長谷川貞夫さん「PC−Talkerを使うようになった訳」
このnoteは長谷川貞夫さんがFacebookに投稿された文章ををまとめたものです。
パソコンで視覚障害者の90%が高知システム開発のPC−Talkerを使うようになった訳
最初の視覚障害者用ワープロの前で動けなくなってしまった有光勲さん。
1.全国の盲学校は毎年夏休み中にどこかの学校を会場として、全国盲学校研究大会を開いていた。
昭和57年8月に、会場校の岐阜盲学校で、私は初めての視覚障害者用ワープロの発表をした。
私は研究会が終わってから、希望者に更にワープロの説明をした。
そこに、高知盲学校から来た有光勲さんがいたのである。
有光さんは特に深い関心を示し、実際にワープロのキーで自分の名前を書いたりしていた。自分の名前が書けた事に、ひどく感動なさっていた。
有光さんは、高知県立盲学校へ帰ってから、岐阜でワープロを体験した報告を行った。
高知盲学校として、早速このワープロを取り揃え実用するようになった。ワープロのパソコンは、富士通が初めて発売したFM−8(エフエムエイト)であり、それに別の点字キーを付ける必要があった。点字キーを既に発売する会社が出来ていた。
2.AOK日本語ワープロの誕生
点字ワープロ第1号機よりもっと進んだワープロが必要だった。
それで私は、必要な装置や六点漢字体系データを送りついにAOK日本語点字ワープロが出来た。
『A』は有光勲さんのAであり、『K』は有光さんの同僚で中途失明の為漢字に詳しい北川紀幸(のりゆき)さんのKである。『O』は大田博志さんのOである。大田さんは東京のコンピュータ関係の会社に勤めていたが、ご家族の事情で高知に戻っていた。

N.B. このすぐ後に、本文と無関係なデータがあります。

/// How much RAM we have
pub const MEMORY_SIZE: usize = 4096;

/// Where programs are loaded
pub const PROGRAM_START: u16 = 0x200;

/// Where the built-in hexadecimal glyphs live
pub const FONT_START: u16 = 0x000;

/// Bytes per glyph
pub const FONT_HEIGHT: u16 = 5;

// CHIP-8 fonts consist of 16 characters, each defined by 5 bytes.
pub const FONT_DATA: [u8; 80] = [
    0xF0, 0x90, 0x90, 0x90, 0xF0, // 0
    0x20, 0x60, 0x20, 0x20, 0x70, // 1
    0xF0, 0x10, 0xF0, 0x80, 0xF0, // 2
    0xF0, 0x10, 0xF0, 0x10, 0xF0, // 3
    0x90, 0x90, 0xF0, 0x10, 0x10, // 4
    0xF0, 0x80, 0xF0, 0x10, 0xF0, // 5
    0xF0, 0x80, 0xF0, 0x90, 0xF0, // 6
    0xF0, 0x10, 0x20, 0x40, 0x40, // 7
    0xF0, 0x90, 0xF0, 0x90, 0xF0, // 8
    0xF0, 0x90, 0xF0, 0x10, 0xF0, // 9
    0xF0, 0x90, 0xF0, 0x90, 0x90, // A
    0xE0, 0x90, 0xE0, 0x90, 0xE0, // B
    0xF0, 0x80, 0x80, 0x80, 0xF0, // C
    0xE0, 0x90, 0x90, 0x90, 0xE0, // D
    0xF0, 0x80, 0xF0, 0x80, 0xF0, // E
    0xF0, 0x80, 0xF0, 0x80, 0x80, // F
];

/// Flat 4K address space.
///
/// Addresses are masked to 12 bits on every access, so an index register
/// that has run past the end reads and writes the bottom of memory
/// instead of panicking.
pub struct Memory {
    bytes: [u8; MEMORY_SIZE],
}

impl Default for Memory {
    fn default() -> Self {
        let mut memory = Self {
            bytes: [0; MEMORY_SIZE],
        };

        memory.write_fonts();

        memory
    }
}

impl Memory {
    fn index(address: u16) -> usize {
        address as usize & (MEMORY_SIZE - 1)
    }

    pub fn read(&self, address: u16) -> u8 {
        self.bytes[Self::index(address)]
    }

    pub fn write(&mut self, address: u16, val: u8) {
        self.bytes[Self::index(address)] = val;
    }

    /// Big-endian instruction word at `address`
    pub fn read_word(&self, address: u16) -> u16 {
        let high = self.read(address) as u16;
        let low = self.read(address.wrapping_add(1)) as u16;

        high << 8 | low
    }

    pub fn clear(&mut self) {
        self.bytes = [0; MEMORY_SIZE];
    }

    pub fn write_fonts(&mut self) {
        let start = FONT_START as usize;
        let end = start + FONT_DATA.len();
        self.bytes[start..end].copy_from_slice(&FONT_DATA);
    }

    /// Copy a program image to 0x200, dropping whatever does not fit.
    /// Returns the number of bytes actually loaded.
    pub fn load_program(&mut self, program: &[u8]) -> usize {
        let start = PROGRAM_START as usize;
        let capacity = MEMORY_SIZE - start;
        let len = program.len().min(capacity);

        if program.len() > capacity {
            log::warn!(
                "program is {} bytes, only {} fit in memory; truncating {} bytes",
                program.len(),
                capacity,
                program.len() - capacity
            );
        }

        self.bytes[start..start + len].copy_from_slice(&program[..len]);
        len
    }

    #[cfg(test)]
    pub fn as_slice(&self) -> &[u8] {
        &self.bytes
    }
}

#[cfg(test)]
mod tests {
    use super::*;

    #[test]
    fn font_data_written_correctly() {
        let memory = Memory::default();

        let start = FONT_START as usize;
        let end = start + FONT_DATA.len();
        assert_eq!(&memory.as_slice()[start..end], &FONT_DATA);
        assert!(memory.as_slice()[end..].iter().all(|&b| b == 0));
    }

    #[test]
    fn program_loads_at_0x200() {
        let mut memory = Memory::default();
        let loaded = memory.load_program(&[0x00, 0xE0, 0x12, 0x00]);

        assert_eq!(loaded, 4);
        assert_eq!(memory.read_word(0x200), 0x00E0);
        assert_eq!(memory.read_word(0x202), 0x1200);
    }

    #[test]
    fn oversized_program_is_clamped() {
        let mut memory = Memory::default();
        let program = vec![0xAB; MEMORY_SIZE];
        let loaded = memory.load_program(&program);

        assert_eq!(loaded, MEMORY_SIZE - PROGRAM_START as usize);
        assert_eq!(memory.read(0xFFF), 0xAB);
        // nothing wrapped around onto the font
        assert_eq!(memory.read(FONT_START), FONT_DATA[0]);
    }

    #[test]
    fn addresses_past_the_end_wrap() {
        let mut memory = Memory::default();
        memory.write(0x1003, 0x42);

        assert_eq!(memory.read(0x003), 0x42);
        assert_eq!(memory.read(0x1003), 0x42);
    }

    #[test]
    fn clear_wipes_fonts_too() {
        let mut memory = Memory::default();
        memory.clear();

        assert!(memory.as_slice().iter().all(|&b| b == 0));
    }
}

以上の3人が意見を寄せ合い、AOK日本語点字ワープロが誕生した。
3.AOK日本語点字ワープロの決定盤
AOKをより普及する為、音声装置は大田さんの設計により、音声装置を含めた約27万円の製品になった。この製品が50台売れれば元が取れて損をしない事になっていた。
ところがだ、この評判が良く約1000台売れた。それで高知システム開発が誕生したと私は思っている。
4.以上が益々全国の盲学校及び盲人施設や個人に広まり、表題の『パソコンで視覚障害者の90%が高知システム開発のPC−Tal kerを使うようになった訳』という事になったのである。